Scan the data below for the string "timestamp". Show every line where it turns up.

+++

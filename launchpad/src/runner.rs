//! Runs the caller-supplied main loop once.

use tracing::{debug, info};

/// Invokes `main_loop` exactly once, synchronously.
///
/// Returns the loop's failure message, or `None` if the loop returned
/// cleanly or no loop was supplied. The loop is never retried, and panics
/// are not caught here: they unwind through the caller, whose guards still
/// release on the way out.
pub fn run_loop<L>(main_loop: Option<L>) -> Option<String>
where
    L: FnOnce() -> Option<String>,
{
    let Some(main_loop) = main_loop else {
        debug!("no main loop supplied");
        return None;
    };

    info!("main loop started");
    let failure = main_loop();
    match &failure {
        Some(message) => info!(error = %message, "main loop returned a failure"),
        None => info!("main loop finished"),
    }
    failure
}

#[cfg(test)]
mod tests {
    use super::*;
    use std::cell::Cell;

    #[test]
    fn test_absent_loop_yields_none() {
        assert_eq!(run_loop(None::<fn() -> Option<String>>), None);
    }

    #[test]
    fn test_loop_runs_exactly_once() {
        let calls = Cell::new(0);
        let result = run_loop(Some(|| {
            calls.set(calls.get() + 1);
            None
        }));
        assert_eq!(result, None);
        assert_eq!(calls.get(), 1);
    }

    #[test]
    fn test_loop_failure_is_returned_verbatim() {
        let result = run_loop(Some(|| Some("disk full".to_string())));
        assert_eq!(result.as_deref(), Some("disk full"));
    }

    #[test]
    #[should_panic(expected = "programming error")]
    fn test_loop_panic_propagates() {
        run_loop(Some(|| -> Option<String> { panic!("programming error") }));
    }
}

+++

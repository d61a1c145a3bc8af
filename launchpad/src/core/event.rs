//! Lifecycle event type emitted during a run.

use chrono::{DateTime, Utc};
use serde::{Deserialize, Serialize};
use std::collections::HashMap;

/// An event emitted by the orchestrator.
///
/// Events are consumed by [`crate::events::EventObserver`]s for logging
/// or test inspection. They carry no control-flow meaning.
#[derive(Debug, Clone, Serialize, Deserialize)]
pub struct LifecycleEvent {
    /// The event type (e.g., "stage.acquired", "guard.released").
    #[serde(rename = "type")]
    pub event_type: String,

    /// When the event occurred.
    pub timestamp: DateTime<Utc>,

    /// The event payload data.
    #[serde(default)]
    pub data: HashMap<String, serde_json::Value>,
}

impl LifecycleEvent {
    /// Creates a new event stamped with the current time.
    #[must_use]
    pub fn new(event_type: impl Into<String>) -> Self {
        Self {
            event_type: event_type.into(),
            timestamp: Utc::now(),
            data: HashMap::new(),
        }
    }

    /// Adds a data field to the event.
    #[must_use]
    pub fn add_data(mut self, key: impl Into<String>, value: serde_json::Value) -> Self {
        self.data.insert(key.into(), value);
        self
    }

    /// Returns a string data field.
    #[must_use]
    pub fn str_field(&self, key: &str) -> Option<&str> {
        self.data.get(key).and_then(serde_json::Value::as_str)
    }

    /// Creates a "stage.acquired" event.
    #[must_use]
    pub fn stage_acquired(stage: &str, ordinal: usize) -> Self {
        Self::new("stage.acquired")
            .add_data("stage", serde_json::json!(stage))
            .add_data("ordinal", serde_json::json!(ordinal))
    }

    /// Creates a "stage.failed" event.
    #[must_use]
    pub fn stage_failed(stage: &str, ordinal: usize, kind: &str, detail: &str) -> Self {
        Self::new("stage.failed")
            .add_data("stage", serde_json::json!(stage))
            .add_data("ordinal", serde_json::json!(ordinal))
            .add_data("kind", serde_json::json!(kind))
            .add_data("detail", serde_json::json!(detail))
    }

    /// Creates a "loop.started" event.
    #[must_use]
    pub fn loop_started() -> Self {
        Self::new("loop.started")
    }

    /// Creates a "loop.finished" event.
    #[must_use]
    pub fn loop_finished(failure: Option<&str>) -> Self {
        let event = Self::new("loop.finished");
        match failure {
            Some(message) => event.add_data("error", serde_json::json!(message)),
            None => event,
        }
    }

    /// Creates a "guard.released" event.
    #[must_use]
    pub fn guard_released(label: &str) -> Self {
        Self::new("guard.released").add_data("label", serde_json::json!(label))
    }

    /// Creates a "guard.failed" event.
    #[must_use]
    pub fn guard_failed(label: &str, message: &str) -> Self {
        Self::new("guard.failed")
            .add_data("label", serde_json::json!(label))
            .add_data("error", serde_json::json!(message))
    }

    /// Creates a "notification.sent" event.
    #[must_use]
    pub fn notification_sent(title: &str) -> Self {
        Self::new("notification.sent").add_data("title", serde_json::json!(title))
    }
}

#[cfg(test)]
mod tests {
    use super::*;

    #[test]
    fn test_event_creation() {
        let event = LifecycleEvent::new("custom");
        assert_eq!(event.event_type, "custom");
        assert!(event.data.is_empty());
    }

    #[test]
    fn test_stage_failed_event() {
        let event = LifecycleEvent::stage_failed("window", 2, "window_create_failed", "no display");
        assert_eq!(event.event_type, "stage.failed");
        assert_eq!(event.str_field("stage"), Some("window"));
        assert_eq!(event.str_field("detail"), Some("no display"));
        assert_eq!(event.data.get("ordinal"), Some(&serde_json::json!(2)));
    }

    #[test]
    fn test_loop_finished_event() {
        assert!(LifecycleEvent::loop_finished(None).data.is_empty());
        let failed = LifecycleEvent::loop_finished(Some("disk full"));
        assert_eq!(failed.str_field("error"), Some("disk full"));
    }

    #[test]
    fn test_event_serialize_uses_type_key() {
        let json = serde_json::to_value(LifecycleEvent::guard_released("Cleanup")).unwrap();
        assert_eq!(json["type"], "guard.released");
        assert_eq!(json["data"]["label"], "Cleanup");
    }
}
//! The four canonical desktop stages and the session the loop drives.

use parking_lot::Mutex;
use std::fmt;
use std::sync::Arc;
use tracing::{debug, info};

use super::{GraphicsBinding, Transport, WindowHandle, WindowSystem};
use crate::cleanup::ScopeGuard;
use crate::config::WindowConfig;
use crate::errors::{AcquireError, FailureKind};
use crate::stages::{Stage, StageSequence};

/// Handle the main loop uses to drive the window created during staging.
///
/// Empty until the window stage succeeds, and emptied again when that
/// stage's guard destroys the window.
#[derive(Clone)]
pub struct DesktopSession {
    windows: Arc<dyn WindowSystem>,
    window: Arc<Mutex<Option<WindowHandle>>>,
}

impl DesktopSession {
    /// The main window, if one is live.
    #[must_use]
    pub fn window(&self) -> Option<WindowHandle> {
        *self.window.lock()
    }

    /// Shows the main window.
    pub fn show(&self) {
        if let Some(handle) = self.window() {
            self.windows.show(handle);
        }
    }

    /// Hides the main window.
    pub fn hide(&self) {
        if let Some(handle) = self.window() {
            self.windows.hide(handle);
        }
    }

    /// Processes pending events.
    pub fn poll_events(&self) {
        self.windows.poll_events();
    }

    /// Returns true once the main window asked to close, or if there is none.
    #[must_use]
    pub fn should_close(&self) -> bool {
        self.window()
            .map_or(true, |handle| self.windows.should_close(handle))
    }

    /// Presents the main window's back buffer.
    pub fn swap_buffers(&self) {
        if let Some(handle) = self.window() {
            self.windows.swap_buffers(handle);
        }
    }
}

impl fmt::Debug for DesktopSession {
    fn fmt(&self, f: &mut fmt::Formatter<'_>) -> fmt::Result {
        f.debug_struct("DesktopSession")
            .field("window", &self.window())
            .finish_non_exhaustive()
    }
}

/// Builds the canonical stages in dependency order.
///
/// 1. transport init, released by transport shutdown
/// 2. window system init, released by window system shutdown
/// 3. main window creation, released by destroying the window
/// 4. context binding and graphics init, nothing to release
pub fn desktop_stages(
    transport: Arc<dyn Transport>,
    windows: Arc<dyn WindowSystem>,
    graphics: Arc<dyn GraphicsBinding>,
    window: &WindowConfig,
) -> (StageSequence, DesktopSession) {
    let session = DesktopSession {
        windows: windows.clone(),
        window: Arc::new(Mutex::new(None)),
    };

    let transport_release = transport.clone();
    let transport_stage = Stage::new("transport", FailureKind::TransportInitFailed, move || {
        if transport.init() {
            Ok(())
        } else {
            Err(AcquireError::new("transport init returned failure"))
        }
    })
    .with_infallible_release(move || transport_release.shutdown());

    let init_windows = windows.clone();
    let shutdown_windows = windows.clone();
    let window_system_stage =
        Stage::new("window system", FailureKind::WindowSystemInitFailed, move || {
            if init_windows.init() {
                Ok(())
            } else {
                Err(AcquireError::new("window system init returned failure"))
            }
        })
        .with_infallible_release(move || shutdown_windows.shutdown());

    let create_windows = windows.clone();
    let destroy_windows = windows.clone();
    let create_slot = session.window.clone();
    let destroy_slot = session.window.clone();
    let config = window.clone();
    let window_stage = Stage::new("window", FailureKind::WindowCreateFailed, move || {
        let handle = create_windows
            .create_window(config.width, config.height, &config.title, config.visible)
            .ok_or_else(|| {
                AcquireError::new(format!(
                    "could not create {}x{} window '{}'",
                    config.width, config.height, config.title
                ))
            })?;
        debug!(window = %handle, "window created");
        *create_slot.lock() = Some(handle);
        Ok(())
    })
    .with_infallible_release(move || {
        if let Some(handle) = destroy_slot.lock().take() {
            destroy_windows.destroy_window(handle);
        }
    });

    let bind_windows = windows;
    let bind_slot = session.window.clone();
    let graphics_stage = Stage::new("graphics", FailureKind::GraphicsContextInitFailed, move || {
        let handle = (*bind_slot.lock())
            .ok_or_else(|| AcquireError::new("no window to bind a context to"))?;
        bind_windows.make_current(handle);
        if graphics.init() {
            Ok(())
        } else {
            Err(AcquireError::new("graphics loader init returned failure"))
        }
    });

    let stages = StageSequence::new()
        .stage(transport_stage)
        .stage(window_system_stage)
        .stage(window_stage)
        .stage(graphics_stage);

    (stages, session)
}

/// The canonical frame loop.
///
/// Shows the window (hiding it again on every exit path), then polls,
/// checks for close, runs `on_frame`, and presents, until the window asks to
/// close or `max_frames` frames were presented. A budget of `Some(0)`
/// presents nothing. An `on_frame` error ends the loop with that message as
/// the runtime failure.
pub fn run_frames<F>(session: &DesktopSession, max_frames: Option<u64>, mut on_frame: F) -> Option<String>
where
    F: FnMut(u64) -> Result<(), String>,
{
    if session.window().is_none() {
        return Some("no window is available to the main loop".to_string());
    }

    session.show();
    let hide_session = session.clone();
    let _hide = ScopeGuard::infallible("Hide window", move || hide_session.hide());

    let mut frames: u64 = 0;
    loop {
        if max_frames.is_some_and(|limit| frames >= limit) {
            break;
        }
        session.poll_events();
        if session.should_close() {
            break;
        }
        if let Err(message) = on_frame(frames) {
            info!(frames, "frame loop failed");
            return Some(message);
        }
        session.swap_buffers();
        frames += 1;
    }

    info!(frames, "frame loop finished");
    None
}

+++

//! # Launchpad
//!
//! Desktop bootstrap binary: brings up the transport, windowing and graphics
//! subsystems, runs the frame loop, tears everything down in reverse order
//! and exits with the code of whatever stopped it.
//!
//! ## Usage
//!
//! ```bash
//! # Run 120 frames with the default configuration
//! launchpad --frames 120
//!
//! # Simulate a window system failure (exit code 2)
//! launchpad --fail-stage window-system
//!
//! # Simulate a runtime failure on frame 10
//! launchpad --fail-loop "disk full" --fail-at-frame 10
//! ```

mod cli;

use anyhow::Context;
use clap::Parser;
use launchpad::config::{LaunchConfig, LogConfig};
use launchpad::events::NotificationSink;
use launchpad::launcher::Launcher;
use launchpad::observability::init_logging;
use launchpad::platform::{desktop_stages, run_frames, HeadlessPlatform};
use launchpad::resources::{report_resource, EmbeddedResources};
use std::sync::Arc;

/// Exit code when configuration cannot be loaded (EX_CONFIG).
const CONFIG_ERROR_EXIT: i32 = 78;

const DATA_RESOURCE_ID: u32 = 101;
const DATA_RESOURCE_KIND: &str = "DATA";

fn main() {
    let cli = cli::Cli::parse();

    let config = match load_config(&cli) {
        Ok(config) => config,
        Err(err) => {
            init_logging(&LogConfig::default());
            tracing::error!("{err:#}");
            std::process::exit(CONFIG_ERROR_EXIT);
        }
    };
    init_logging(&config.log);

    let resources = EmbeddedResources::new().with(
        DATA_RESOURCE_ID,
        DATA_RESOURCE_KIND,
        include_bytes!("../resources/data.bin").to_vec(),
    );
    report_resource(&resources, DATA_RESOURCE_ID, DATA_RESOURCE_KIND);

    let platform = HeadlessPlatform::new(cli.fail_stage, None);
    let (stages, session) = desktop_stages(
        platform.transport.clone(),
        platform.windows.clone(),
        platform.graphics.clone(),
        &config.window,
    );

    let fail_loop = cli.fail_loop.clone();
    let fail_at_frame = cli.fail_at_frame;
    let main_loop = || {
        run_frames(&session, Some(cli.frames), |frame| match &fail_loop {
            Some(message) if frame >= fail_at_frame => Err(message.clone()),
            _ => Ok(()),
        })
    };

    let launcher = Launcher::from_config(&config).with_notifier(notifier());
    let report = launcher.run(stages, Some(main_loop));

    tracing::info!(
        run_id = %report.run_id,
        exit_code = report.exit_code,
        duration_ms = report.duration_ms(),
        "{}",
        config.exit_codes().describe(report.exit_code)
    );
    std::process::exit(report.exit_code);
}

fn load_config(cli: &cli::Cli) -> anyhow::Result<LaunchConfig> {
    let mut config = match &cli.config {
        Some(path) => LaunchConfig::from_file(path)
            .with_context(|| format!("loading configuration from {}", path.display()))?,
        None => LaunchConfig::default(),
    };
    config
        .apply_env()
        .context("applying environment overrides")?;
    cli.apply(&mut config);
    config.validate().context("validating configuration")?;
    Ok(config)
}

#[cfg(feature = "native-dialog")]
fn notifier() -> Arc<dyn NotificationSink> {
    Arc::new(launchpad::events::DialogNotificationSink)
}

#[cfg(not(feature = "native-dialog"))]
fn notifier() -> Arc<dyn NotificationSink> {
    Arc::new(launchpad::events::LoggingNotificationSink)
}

+++

Task output:
    pub timestamp: DateTime<Utc>,
            timestamp: Utc::now(),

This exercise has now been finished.